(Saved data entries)
_____
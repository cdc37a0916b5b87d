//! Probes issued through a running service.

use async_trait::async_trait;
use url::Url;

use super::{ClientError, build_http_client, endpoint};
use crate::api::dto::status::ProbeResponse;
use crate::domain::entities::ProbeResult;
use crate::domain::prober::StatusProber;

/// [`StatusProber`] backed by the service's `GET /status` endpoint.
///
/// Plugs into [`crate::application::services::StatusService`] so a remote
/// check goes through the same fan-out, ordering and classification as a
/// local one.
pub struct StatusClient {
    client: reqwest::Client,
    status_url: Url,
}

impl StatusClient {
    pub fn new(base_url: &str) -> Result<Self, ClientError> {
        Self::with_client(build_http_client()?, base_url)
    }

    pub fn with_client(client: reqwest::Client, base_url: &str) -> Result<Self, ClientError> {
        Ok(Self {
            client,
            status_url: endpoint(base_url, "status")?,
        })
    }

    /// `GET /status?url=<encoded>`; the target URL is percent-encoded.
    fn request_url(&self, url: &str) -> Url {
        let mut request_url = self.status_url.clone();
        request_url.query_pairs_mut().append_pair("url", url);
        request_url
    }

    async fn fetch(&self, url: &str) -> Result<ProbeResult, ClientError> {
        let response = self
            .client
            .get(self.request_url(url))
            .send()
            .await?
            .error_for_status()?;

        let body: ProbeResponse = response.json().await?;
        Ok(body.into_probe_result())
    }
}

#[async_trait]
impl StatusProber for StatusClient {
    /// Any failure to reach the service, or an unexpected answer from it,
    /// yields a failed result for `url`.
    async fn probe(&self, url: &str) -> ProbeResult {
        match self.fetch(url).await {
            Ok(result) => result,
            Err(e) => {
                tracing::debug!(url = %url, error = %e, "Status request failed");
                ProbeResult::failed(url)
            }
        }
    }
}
_____
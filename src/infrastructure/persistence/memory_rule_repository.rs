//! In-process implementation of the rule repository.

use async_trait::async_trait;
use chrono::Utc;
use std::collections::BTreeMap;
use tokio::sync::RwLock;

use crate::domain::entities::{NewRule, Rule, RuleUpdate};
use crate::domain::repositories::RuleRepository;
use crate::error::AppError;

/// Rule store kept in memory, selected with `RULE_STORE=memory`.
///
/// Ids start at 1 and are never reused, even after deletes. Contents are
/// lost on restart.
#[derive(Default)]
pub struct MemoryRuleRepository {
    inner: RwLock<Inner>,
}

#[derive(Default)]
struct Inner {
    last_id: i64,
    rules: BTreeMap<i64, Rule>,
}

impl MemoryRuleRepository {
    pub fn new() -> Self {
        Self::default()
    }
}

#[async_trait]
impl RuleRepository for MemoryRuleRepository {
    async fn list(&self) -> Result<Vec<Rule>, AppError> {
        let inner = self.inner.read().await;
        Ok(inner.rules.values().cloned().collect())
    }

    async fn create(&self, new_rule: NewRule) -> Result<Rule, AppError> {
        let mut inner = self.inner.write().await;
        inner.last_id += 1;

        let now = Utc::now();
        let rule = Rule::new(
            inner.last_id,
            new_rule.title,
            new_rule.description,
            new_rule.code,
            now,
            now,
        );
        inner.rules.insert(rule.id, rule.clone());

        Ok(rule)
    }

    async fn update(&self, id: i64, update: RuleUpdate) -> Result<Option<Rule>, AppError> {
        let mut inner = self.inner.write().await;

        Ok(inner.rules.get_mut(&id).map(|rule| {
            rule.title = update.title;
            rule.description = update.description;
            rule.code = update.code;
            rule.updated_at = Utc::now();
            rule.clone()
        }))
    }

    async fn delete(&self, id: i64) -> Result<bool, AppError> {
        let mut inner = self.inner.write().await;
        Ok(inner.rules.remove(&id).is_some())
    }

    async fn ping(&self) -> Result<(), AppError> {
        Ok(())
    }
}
_____
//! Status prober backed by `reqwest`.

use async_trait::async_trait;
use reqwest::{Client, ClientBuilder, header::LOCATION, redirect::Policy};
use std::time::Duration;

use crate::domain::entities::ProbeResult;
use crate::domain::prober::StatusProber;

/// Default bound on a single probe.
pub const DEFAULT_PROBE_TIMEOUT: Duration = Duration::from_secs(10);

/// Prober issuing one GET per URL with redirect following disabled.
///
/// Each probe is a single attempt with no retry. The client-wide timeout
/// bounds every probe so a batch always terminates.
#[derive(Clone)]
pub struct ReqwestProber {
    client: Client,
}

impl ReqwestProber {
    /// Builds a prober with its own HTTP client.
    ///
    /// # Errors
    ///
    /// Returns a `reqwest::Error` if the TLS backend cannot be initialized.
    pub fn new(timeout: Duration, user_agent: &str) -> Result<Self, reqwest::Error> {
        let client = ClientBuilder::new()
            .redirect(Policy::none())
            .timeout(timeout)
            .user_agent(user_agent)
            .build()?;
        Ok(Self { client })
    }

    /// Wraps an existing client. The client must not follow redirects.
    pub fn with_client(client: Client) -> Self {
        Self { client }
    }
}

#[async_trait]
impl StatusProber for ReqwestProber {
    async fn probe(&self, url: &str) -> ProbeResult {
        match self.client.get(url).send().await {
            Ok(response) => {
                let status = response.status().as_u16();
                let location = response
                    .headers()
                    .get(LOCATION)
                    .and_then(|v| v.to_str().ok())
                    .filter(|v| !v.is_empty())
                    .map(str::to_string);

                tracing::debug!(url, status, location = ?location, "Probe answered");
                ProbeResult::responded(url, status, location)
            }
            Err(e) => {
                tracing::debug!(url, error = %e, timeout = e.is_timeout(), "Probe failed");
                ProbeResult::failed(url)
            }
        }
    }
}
_____
__Description of the task__: For each line above that contains "RuleUpdate", make a copy.

__Output for this exercise__:
use crate::domain::entities::{NewRule, Rule, RuleUpdate};
    async fn update(&self, id: i64, update: RuleUpdate) -> Result<Option<Rule>, AppError> {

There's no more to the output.